== Work required ==
Up to and including the line with "use hireflow::store::StoreError;", copy the records below exactly from their first line.

--- Source information ---

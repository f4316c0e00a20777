use std::sync::atomic::AtomicBool;
use std::sync::Arc;

use chrono::Utc;
use metrics_exporter_prometheus::PrometheusHandle;

use hireflow::clock::Clock;
use hireflow::domain::{Role, User};
use hireflow::store::memory::{
    InMemoryApplicationStore, InMemoryInterviewStore, InMemoryJobStore, InMemoryMessageStore,
    InMemoryUserStore,
};
use hireflow::store::StoreError;
use hireflow::workflows::analytics::AnalyticsService;
use hireflow::workflows::applications::ApplicationWorkflow;
use hireflow::workflows::interviews::InterviewWorkflow;
use hireflow::workflows::jobs::JobWorkflow;
use hireflow::workflows::messaging::MessageWorkflow;

pub(crate) type JobService =
    JobWorkflow<InMemoryJobStore, InMemoryApplicationStore, InMemoryUserStore>;
pub(crate) type ApplicationService =
    ApplicationWorkflow<InMemoryApplicationStore, InMemoryJobStore, InMemoryUserStore>;
pub(crate) type InterviewService = InterviewWorkflow<
    InMemoryInterviewStore,
    InMemoryApplicationStore,
    InMemoryJobStore,
    InMemoryUserStore,
>;
pub(crate) type DashboardService = AnalyticsService<
    InMemoryJobStore,
    InMemoryApplicationStore,
    InMemoryInterviewStore,
    InMemoryUserStore,
>;
pub(crate) type MessageService = MessageWorkflow<InMemoryMessageStore, InMemoryUserStore>;

#[derive(Clone)]
pub(crate) struct AppState {
    pub(crate) readiness: Arc<AtomicBool>,
    pub(crate) metrics: Arc<PrometheusHandle>,
}

/// The in-memory backing stores shared by every workflow.
#[derive(Default)]
pub(crate) struct Stores {
    pub(crate) jobs: Arc<InMemoryJobStore>,
    pub(crate) applications: Arc<InMemoryApplicationStore>,
    pub(crate) interviews: Arc<InMemoryInterviewStore>,
    pub(crate) users: Arc<InMemoryUserStore>,
    pub(crate) messages: Arc<InMemoryMessageStore>,
}

pub(crate) struct Services {
    pub(crate) jobs: Arc<JobService>,
    pub(crate) applications: Arc<ApplicationService>,
    pub(crate) interviews: Arc<InterviewService>,
    pub(crate) analytics: Arc<DashboardService>,
    pub(crate) messages: Arc<MessageService>,
}

pub(crate) fn build_services(stores: &Stores, clock: Arc<dyn Clock>) -> Services {
    Services {
        jobs: Arc::new(JobWorkflow::new(
            stores.jobs.clone(),
            stores.applications.clone(),
            stores.users.clone(),
            clock.clone(),
        )),
        applications: Arc::new(ApplicationWorkflow::new(
            stores.applications.clone(),
            stores.jobs.clone(),
            stores.users.clone(),
            clock.clone(),
        )),
        interviews: Arc::new(InterviewWorkflow::new(
            stores.interviews.clone(),
            stores.applications.clone(),
            stores.jobs.clone(),
            stores.users.clone(),
            clock.clone(),
        )),
        analytics: Arc::new(AnalyticsService::new(
            stores.jobs.clone(),
            stores.applications.clone(),
            stores.interviews.clone(),
            stores.users.clone(),
            clock.clone(),
        )),
        messages: Arc::new(MessageWorkflow::new(
            stores.messages.clone(),
            stores.users.clone(),
            clock,
        )),
    }
}

/// Account provisioning lives outside this service, so the process starts with
/// a fixed directory the workflows can resolve actors against.
pub(crate) fn seed_users(users: &InMemoryUserStore) -> Result<(), StoreError> {
    let directory = [
        ("admin-1", "avery@hireflow.test", "Avery", "Stone", Role::Admin),
        ("rec-1", "morgan@hireflow.test", "Morgan", "Reyes", Role::Recruiter),
        ("rec-2", "priya@hireflow.test", "Priya", "Natarajan", Role::Recruiter),
        ("cand-1", "jordan@candidates.test", "Jordan", "Li", Role::Candidate),
        ("cand-2", "sam@candidates.test", "Sam", "Okafor", Role::Candidate),
    ];

    let now = Utc::now();
    for (id, email, first_name, last_name, role) in directory {
        users.insert(User {
            id: id.to_string(),
            email: email.to_string(),
            first_name: first_name.to_string(),
            last_name: last_name.to_string(),
            role,
            phone: None,
            resume_url: None,
            profile_picture_url: None,
            created_at: now,
            updated_at: now,
        })?;
    }

    Ok(())
}
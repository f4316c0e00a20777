use std::sync::{Arc, Mutex};

use chrono::{DateTime, Duration, Utc};

/// Ambient time source injected into every workflow so tests can pin the
/// timestamps stamped onto entities (`published_at`, `completed_at`, ...).
pub trait Clock: Send + Sync {
    fn now(&self) -> DateTime<Utc>;
}

/// Production clock backed by the system time.
#[derive(Debug, Default, Clone, Copy)]
pub struct SystemClock;

impl Clock for SystemClock {
    fn now(&self) -> DateTime<Utc> {
        Utc::now()
    }
}

/// Clock pinned to a controllable instant for deterministic tests.
#[derive(Debug, Clone)]
pub struct FixedClock {
    instant: Arc<Mutex<DateTime<Utc>>>,
}

impl FixedClock {
    pub fn at(instant: DateTime<Utc>) -> Self {
        Self {
            instant: Arc::new(Mutex::new(instant)),
        }
    }

    pub fn set(&self, instant: DateTime<Utc>) {
        match self.instant.lock() {
            Ok(mut guard) => *guard = instant,
            Err(poisoned) => *poisoned.into_inner() = instant,
        }
    }

    pub fn advance(&self, by: Duration) {
        let current = self.now();
        self.set(current + by);
    }
}

impl Clock for FixedClock {
    fn now(&self) -> DateTime<Utc> {
        match self.instant.lock() {
            Ok(guard) => *guard,
            Err(poisoned) => *poisoned.into_inner(),
        }
    }
}
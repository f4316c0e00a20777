use std::sync::Arc;

use axum::{
    extract::{Path, Query, State},
    http::{HeaderMap, StatusCode},
    response::IntoResponse,
    routing::{get, post, put},
    Extension, Json, Router,
};
use serde::Deserialize;

use crate::domain::ApplicationStatus;
use crate::store::{ApplicationStore, JobStore, UserStore};
use crate::workflows::{actor_id, PageDefaults, PageParams, WorkflowError};

use super::service::{ApplicationRequest, ApplicationWorkflow};

#[derive(Debug, Deserialize)]
pub(crate) struct StatusUpdateRequest {
    pub(crate) status: ApplicationStatus,
}

/// HTTP surface for the application lifecycle.
pub fn application_router<A, J, U>(
    service: Arc<ApplicationWorkflow<A, J, U>>,
    defaults: PageDefaults,
) -> Router
where
    A: ApplicationStore + 'static,
    J: JobStore + 'static,
    U: UserStore + 'static,
{
    Router::new()
        .route("/api/v1/applications", post(create_handler::<A, J, U>))
        .route(
            "/api/v1/applications/mine",
            get(list_mine_handler::<A, J, U>),
        )
        .route(
            "/api/v1/applications/recruiter",
            get(list_recruiter_handler::<A, J, U>),
        )
        .route(
            "/api/v1/applications/job/:job_id",
            get(list_by_job_handler::<A, J, U>),
        )
        .route("/api/v1/applications/:id", get(get_handler::<A, J, U>))
        .route(
            "/api/v1/applications/:id/status",
            put(update_status_handler::<A, J, U>),
        )
        .with_state(service)
        .layer(Extension(defaults))
}

async fn create_handler<A, J, U>(
    State(service): State<Arc<ApplicationWorkflow<A, J, U>>>,
    headers: HeaderMap,
    Json(request): Json<ApplicationRequest>,
) -> Result<impl IntoResponse, WorkflowError>
where
    A: ApplicationStore + 'static,
    J: JobStore + 'static,
    U: UserStore + 'static,
{
    let candidate = actor_id(&headers)?;
    let view = service.create(request, &candidate)?;
    Ok((StatusCode::CREATED, Json(view)))
}

async fn list_mine_handler<A, J, U>(
    State(service): State<Arc<ApplicationWorkflow<A, J, U>>>,
    Extension(defaults): Extension<PageDefaults>,
    headers: HeaderMap,
    Query(params): Query<PageParams>,
) -> Result<impl IntoResponse, WorkflowError>
where
    A: ApplicationStore + 'static,
    J: JobStore + 'static,
    U: UserStore + 'static,
{
    let candidate = actor_id(&headers)?;
    Ok(Json(
        service.list_by_candidate(&candidate, params.request(defaults))?,
    ))
}

async fn list_recruiter_handler<A, J, U>(
    State(service): State<Arc<ApplicationWorkflow<A, J, U>>>,
    Extension(defaults): Extension<PageDefaults>,
    headers: HeaderMap,
    Query(params): Query<PageParams>,
) -> Result<impl IntoResponse, WorkflowError>
where
    A: ApplicationStore + 'static,
    J: JobStore + 'static,
    U: UserStore + 'static,
{
    let recruiter = actor_id(&headers)?;
    Ok(Json(
        service.list_by_recruiter(&recruiter, params.request(defaults))?,
    ))
}

async fn list_by_job_handler<A, J, U>(
    State(service): State<Arc<ApplicationWorkflow<A, J, U>>>,
    Extension(defaults): Extension<PageDefaults>,
    Path(job_id): Path<String>,
    Query(params): Query<PageParams>,
) -> Result<impl IntoResponse, WorkflowError>
where
    A: ApplicationStore + 'static,
    J: JobStore + 'static,
    U: UserStore + 'static,
{
    Ok(Json(service.list_by_job(&job_id, params.request(defaults))?))
}

async fn get_handler<A, J, U>(
    State(service): State<Arc<ApplicationWorkflow<A, J, U>>>,
    Path(id): Path<String>,
) -> Result<impl IntoResponse, WorkflowError>
where
    A: ApplicationStore + 'static,
    J: JobStore + 'static,
    U: UserStore + 'static,
{
    Ok(Json(service.get(&id)?))
}

async fn update_status_handler<A, J, U>(
    State(service): State<Arc<ApplicationWorkflow<A, J, U>>>,
    Path(id): Path<String>,
    headers: HeaderMap,
    Json(request): Json<StatusUpdateRequest>,
) -> Result<impl IntoResponse, WorkflowError>
where
    A: ApplicationStore + 'static,
    J: JobStore + 'static,
    U: UserStore + 'static,
{
    let recruiter = actor_id(&headers)?;
    Ok(Json(service.update_status(&id, request.status, &recruiter)?))
}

---

== Solution to the problem ==
repository f4316c0e00a20777
use std::sync::atomic::AtomicBool;
use std::sync::Arc;

use chrono::Utc;
use metrics_exporter_prometheus::PrometheusHandle;

use hireflow::clock::Clock;
use hireflow::domain::{Role, User};
use hireflow::store::memory::{
    InMemoryApplicationStore, InMemoryInterviewStore, InMemoryJobStore, InMemoryMessageStore,
    InMemoryUserStore,
};
use hireflow::store::StoreError;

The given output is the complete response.